Exercise prompt :: Looking at the listing, state how many of its lines contain the string "GwkDecoder". Write only the number.
= Beginning of Section =
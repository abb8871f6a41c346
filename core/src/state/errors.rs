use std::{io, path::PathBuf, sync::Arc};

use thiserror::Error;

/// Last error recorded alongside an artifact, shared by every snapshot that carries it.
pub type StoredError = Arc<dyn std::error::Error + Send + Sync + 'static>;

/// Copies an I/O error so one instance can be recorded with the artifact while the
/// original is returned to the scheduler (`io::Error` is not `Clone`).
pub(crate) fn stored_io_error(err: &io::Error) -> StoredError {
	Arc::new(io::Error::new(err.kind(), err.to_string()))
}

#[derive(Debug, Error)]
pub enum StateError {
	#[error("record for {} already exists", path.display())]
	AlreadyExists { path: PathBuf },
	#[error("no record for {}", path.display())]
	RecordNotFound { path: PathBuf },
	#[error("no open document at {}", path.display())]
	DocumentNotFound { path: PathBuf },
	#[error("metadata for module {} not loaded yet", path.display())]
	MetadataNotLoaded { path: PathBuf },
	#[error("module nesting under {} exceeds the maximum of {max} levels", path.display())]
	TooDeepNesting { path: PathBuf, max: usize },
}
= End of Section =
= Beginning of Section =
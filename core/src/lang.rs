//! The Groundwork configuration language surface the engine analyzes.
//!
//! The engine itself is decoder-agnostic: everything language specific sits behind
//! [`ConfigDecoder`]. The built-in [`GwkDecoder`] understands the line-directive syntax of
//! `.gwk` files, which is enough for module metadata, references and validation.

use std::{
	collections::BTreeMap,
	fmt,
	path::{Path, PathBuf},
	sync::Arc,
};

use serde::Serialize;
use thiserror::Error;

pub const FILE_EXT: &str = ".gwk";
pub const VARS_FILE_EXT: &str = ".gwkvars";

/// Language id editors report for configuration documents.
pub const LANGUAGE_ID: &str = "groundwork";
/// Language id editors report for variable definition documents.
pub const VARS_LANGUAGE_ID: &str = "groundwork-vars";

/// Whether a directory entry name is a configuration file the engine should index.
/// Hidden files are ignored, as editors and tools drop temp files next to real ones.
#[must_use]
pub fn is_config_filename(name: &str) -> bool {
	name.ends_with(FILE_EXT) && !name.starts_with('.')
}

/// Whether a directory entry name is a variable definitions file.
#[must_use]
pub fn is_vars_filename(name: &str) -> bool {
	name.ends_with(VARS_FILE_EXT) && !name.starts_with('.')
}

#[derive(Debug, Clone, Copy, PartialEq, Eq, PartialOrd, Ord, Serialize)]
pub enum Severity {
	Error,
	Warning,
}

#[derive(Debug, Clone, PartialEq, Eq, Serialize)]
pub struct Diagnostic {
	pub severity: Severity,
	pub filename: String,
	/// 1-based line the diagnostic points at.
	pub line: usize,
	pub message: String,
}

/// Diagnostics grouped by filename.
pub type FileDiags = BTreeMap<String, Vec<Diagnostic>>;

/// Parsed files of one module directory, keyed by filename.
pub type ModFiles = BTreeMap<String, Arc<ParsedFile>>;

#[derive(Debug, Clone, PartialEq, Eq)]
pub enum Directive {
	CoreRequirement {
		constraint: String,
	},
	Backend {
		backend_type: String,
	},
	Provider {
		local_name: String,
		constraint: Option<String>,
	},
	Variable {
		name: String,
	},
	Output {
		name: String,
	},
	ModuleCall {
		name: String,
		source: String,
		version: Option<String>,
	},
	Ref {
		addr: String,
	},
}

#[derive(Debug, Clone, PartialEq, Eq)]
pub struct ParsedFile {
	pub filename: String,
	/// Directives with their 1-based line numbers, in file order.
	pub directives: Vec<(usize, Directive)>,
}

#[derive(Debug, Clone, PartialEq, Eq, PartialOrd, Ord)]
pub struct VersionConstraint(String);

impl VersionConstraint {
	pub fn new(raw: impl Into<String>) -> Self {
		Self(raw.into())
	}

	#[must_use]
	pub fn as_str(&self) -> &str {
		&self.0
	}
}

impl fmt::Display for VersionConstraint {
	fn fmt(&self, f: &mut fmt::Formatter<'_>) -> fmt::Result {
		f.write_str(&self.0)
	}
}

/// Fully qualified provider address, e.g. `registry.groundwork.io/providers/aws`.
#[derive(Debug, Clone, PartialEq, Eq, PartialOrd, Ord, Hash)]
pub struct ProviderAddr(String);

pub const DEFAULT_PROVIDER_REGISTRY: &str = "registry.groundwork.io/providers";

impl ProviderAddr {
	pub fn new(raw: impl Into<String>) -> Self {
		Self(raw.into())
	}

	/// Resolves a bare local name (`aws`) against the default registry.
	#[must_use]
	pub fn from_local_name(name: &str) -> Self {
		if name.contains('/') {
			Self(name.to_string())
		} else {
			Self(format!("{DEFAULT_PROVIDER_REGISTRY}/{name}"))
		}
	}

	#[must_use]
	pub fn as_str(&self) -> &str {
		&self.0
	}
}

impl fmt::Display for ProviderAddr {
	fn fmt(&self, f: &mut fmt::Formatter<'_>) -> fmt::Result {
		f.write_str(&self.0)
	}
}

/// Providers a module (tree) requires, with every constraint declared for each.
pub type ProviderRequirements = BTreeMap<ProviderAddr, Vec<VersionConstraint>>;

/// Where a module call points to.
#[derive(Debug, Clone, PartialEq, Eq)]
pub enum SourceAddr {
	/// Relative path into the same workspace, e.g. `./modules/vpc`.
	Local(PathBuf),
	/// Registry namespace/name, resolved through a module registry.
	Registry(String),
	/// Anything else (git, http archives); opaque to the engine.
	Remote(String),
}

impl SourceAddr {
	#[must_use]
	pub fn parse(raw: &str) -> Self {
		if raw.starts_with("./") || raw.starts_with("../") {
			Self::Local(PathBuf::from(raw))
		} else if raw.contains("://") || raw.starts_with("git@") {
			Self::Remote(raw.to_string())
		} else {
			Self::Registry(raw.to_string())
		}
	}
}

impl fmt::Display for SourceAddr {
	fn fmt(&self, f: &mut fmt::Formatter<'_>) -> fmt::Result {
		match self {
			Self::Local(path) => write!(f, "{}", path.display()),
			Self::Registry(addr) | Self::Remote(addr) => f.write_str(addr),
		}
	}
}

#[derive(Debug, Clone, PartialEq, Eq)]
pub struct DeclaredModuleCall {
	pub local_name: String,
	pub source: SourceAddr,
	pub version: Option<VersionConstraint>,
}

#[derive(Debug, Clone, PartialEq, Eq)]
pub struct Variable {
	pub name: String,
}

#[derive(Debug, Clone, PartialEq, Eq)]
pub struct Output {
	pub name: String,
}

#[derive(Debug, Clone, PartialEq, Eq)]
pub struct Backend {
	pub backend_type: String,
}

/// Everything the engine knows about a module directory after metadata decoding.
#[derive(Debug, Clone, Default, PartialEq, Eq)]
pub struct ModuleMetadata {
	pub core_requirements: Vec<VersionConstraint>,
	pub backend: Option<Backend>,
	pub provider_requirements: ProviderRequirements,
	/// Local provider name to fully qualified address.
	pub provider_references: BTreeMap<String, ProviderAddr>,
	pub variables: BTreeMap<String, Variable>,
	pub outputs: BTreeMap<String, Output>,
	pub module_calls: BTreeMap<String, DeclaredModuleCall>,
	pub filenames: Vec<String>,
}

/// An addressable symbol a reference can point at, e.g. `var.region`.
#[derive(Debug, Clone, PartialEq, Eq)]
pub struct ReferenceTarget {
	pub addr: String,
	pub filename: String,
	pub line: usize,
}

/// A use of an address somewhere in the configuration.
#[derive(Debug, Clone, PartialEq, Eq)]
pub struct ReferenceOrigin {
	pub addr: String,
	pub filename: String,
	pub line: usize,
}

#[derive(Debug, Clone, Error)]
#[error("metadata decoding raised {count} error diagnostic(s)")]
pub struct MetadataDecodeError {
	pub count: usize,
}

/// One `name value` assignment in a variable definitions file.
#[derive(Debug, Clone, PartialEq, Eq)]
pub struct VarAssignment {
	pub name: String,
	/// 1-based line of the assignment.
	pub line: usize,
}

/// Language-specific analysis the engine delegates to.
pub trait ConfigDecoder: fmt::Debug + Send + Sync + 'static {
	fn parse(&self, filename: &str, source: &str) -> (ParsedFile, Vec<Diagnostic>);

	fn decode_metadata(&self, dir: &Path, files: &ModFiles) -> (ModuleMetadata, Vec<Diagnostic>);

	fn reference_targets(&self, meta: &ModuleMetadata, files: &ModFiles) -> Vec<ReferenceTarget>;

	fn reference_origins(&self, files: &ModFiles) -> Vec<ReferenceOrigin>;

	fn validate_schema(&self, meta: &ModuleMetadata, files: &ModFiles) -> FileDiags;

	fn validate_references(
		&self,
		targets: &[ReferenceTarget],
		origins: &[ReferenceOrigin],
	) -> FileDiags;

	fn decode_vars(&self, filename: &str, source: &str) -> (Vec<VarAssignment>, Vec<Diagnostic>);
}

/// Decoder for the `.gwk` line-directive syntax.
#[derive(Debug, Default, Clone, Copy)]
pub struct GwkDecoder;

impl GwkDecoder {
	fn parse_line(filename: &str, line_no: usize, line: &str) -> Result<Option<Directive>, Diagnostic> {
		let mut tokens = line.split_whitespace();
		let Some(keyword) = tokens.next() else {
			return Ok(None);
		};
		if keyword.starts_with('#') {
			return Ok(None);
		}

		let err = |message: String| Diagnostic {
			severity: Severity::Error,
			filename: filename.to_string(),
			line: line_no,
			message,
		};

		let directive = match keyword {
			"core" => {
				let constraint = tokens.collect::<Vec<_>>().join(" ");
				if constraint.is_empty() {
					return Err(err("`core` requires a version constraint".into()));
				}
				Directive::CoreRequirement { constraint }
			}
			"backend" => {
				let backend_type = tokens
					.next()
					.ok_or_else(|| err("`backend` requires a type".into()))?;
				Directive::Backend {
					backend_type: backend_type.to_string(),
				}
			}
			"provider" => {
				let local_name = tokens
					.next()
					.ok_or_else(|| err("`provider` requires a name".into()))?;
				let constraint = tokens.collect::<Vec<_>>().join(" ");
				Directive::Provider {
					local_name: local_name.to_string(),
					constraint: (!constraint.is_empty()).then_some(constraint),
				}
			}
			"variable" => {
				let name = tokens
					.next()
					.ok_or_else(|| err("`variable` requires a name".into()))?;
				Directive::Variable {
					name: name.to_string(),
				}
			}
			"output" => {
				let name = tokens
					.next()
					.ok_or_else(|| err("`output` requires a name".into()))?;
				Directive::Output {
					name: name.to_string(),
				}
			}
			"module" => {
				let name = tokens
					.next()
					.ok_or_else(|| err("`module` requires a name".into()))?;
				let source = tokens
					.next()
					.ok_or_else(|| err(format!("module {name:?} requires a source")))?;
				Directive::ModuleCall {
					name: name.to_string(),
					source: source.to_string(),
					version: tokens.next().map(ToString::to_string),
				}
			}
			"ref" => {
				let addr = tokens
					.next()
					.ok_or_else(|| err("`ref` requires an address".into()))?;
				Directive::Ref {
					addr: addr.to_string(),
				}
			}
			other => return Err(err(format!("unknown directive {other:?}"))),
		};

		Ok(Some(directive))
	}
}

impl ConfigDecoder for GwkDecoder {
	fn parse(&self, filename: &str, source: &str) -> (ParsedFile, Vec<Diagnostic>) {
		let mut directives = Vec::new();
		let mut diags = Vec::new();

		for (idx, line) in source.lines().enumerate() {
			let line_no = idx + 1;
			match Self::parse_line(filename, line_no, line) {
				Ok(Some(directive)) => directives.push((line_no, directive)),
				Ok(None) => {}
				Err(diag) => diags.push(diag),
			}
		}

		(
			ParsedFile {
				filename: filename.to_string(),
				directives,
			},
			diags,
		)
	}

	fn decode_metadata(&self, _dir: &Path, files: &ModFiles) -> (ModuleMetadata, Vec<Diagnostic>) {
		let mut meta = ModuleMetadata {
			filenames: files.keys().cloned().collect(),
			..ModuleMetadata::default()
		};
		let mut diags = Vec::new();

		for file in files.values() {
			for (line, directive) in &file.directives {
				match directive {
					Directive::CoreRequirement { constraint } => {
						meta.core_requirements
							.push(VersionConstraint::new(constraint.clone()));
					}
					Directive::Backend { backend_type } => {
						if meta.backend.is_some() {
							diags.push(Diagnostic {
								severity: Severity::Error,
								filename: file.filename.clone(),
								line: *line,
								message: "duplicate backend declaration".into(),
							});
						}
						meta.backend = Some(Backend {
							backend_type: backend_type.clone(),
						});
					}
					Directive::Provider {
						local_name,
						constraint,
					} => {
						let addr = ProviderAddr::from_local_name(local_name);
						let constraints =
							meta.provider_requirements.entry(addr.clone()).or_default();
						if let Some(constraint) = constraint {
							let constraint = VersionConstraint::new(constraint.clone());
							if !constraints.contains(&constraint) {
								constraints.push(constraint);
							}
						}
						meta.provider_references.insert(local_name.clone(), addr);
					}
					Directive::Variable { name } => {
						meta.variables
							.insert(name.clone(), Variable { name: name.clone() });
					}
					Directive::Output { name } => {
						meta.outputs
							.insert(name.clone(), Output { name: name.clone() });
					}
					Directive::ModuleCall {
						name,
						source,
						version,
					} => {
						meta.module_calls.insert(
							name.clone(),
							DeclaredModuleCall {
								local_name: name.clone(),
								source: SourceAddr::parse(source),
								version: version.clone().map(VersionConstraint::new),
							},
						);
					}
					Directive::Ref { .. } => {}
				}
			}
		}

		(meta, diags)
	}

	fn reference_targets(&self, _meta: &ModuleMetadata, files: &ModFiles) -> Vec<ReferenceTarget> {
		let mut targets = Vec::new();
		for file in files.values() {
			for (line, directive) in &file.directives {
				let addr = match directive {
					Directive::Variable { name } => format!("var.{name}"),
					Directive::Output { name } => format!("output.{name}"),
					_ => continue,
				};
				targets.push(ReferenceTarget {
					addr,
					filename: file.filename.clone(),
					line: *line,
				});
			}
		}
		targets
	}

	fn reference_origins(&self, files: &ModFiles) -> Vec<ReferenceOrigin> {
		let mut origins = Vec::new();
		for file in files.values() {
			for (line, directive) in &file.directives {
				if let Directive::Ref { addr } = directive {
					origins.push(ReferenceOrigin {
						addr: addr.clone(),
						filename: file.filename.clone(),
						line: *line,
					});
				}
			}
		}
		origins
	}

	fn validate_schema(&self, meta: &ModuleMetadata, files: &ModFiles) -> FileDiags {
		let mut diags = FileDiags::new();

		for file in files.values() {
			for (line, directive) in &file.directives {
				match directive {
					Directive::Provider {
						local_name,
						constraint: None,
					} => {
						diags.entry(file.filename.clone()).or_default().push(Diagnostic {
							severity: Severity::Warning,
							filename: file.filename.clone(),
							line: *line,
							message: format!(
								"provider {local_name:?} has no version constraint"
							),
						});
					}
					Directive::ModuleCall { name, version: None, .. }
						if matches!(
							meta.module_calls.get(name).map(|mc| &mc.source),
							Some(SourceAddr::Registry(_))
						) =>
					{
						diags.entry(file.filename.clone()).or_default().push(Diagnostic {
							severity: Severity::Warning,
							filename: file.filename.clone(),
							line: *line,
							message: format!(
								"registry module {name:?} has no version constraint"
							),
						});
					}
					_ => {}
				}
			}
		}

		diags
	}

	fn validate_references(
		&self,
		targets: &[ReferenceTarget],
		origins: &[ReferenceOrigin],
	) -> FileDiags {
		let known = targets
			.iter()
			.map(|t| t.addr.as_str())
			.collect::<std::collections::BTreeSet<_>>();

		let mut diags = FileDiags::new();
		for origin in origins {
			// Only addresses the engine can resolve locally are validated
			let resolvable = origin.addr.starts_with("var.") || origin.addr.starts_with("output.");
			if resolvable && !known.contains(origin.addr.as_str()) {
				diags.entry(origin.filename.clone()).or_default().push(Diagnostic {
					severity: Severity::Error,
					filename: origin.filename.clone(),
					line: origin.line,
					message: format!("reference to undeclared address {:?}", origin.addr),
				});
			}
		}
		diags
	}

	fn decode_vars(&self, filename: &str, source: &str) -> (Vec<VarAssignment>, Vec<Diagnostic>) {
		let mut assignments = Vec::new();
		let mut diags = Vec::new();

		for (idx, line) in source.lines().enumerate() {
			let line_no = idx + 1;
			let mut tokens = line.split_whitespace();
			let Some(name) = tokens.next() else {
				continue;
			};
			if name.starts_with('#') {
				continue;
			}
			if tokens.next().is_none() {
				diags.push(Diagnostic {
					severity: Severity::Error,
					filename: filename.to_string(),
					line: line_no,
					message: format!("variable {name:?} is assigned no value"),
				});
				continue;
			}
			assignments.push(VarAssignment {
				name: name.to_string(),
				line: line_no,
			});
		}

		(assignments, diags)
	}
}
= End of Section =
Answer box :: 4